В конце концов Моль задумчиво пукнул.
— Расскажите Эрику про свои боли в желудке, — посоветовал ему Вирджил.
— Про мои боли, — повторил Моль и поморщился.
— Нас всех собрали для того, чтобы… — начал Эккерман.
— Да, — отрывисто рявкнул Моль, кивая огромной головой. — Знаю. И вы все тоже знаете. Именно для этого.
— Точно так же, как в налогах и профсоюзах, я уверен в том, что доктор Свитсент вам поможет, — сказал Вирджил. — Мы перейдем в квартиру по другую сторону коридора, чтобы вы могли поговорить наедине.

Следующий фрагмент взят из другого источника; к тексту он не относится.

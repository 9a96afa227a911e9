//! Traductores por formato: tabla nativa ↔ registro canónico.

pub mod flac;
pub mod m4a;
pub mod mp3;

use std::{fs::File, path::Path, sync::Arc};

use crate::{
    config::HandlerConfig,
    error::{Error, Result},
    file_info::FileInfo,
    format::AudioFormat,
    model::{CanonicalProperties, CanonicalTags, ReplayGain},
};

pub use flac::FlacTranslator;
pub use m4a::M4aTranslator;
pub use mp3::Mp3Translator;

/// Operaciones que todo formato debe ofrecer.
pub trait FormatTranslator {
    fn format(&self) -> AudioFormat;

    fn read_tags(&self, path: &Path) -> Result<CanonicalTags>;

    fn read_properties(&self, path: &Path) -> Result<CanonicalProperties>;

    /// Bytes crudos de cada imagen embebida, en orden de almacenamiento.
    fn read_artwork(&self, path: &Path) -> Result<Vec<Vec<u8>>>;

    /// Persiste los cinco campos dinámicos de `tags`.
    fn write_tags(&self, _path: &Path, _tags: &CanonicalTags) -> Result<()> {
        Err(Error::UnsupportedWrite(self.format()))
    }
}

/// Traductor ligado a un formato concreto.
#[derive(Debug, Clone)]
pub enum Translator {
    Flac(FlacTranslator),
    Mp3(Mp3Translator),
    M4a(M4aTranslator),
}

impl Translator {
    pub fn for_format(format: AudioFormat, config: Arc<HandlerConfig>) -> Self {
        match format {
            AudioFormat::Flac => Translator::Flac(FlacTranslator::new(config)),
            AudioFormat::Mp3 => Translator::Mp3(Mp3Translator::new(config)),
            AudioFormat::M4a => Translator::M4a(M4aTranslator::new(config)),
        }
    }

    fn inner(&self) -> &dyn FormatTranslator {
        match self {
            Translator::Flac(t) => t,
            Translator::Mp3(t) => t,
            Translator::M4a(t) => t,
        }
    }
}

impl FormatTranslator for Translator {
    fn format(&self) -> AudioFormat {
        self.inner().format()
    }

    fn read_tags(&self, path: &Path) -> Result<CanonicalTags> {
        self.inner().read_tags(path)
    }

    fn read_properties(&self, path: &Path) -> Result<CanonicalProperties> {
        self.inner().read_properties(path)
    }

    fn read_artwork(&self, path: &Path) -> Result<Vec<Vec<u8>>> {
        self.inner().read_artwork(path)
    }

    fn write_tags(&self, path: &Path, tags: &CanonicalTags) -> Result<()> {
        self.inner().write_tags(path, tags)
    }
}

pub(crate) fn open_file(path: &Path) -> Result<File> {
    File::open(path).map_err(|e| Error::io(path, e))
}

/// Propiedades comunes a todos los formatos; cada traductor completa el resto.
pub(crate) fn base_properties(path: &Path, format: AudioFormat, config: &HandlerConfig) -> Result<CanonicalProperties> {
    let info = FileInfo::new(path)?;
    Ok(CanonicalProperties {
        file_size: info.file_size(),
        file_date_modified: info.formatted_modified(&config.timestamp_format)?,
        duration: 0.0,
        format,
        bit_rate: 0,
        bit_depth: None,
        num_channels: 0,
        sample_rate: 0,
        encoder: String::new(),
        bit_rate_mode: Default::default(),
        codec: String::new(),
        replay_gain: ReplayGain::default(),
    })
}

/// Arma `ReplayGain` a partir de cuatro claves nativas
/// (album gain, album peak, track gain, track peak).
pub(crate) fn replay_gain_from<F>(keys: [&str; 4], mut decode: F) -> ReplayGain
where
    F: FnMut(&str) -> String,
{
    let [album_gain, album_peak, track_gain, track_peak] = keys;
    ReplayGain {
        album_gain: decode(album_gain),
        album_peak: decode(album_peak),
        track_gain: decode(track_gain),
        track_peak: decode(track_peak),
    }
}

#[cfg(test)]
pub(crate) mod fixtures;

#[cfg(test)]
mod tests {
    use super::*;

    #[test]
    fn translator_reports_its_format() {
        let config = Arc::new(HandlerConfig::default());
        for format in AudioFormat::ALL {
            assert_eq!(Translator::for_format(*format, config.clone()).format(), *format);
        }
    }

    #[test]
    fn replay_gain_keeps_key_order() {
        let rg = replay_gain_from(["a", "b", "c", "d"], |k| k.to_uppercase());
        assert_eq!(rg.album_gain, "A");
        assert_eq!(rg.album_peak, "B");
        assert_eq!(rg.track_gain, "C");
        assert_eq!(rg.track_peak, "D");
    }
}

Он тактично удалился. За ним следом двинулись члены клана Эккерманов и чиновники фирмы, оставив Эрика Свитсента наедине с Джино Молинари.
— Ладно, — помолчав, сказал Эрик. — Опишите мне свои желудочные боли, господин секретарь.
Как ни в чем не бывало — в любом случае пациент есть пациент — доктор Свитсент уселся в мягкое кресло напротив Генерального секретаря ООН, принял профессиональную позу и стал ждать ответа.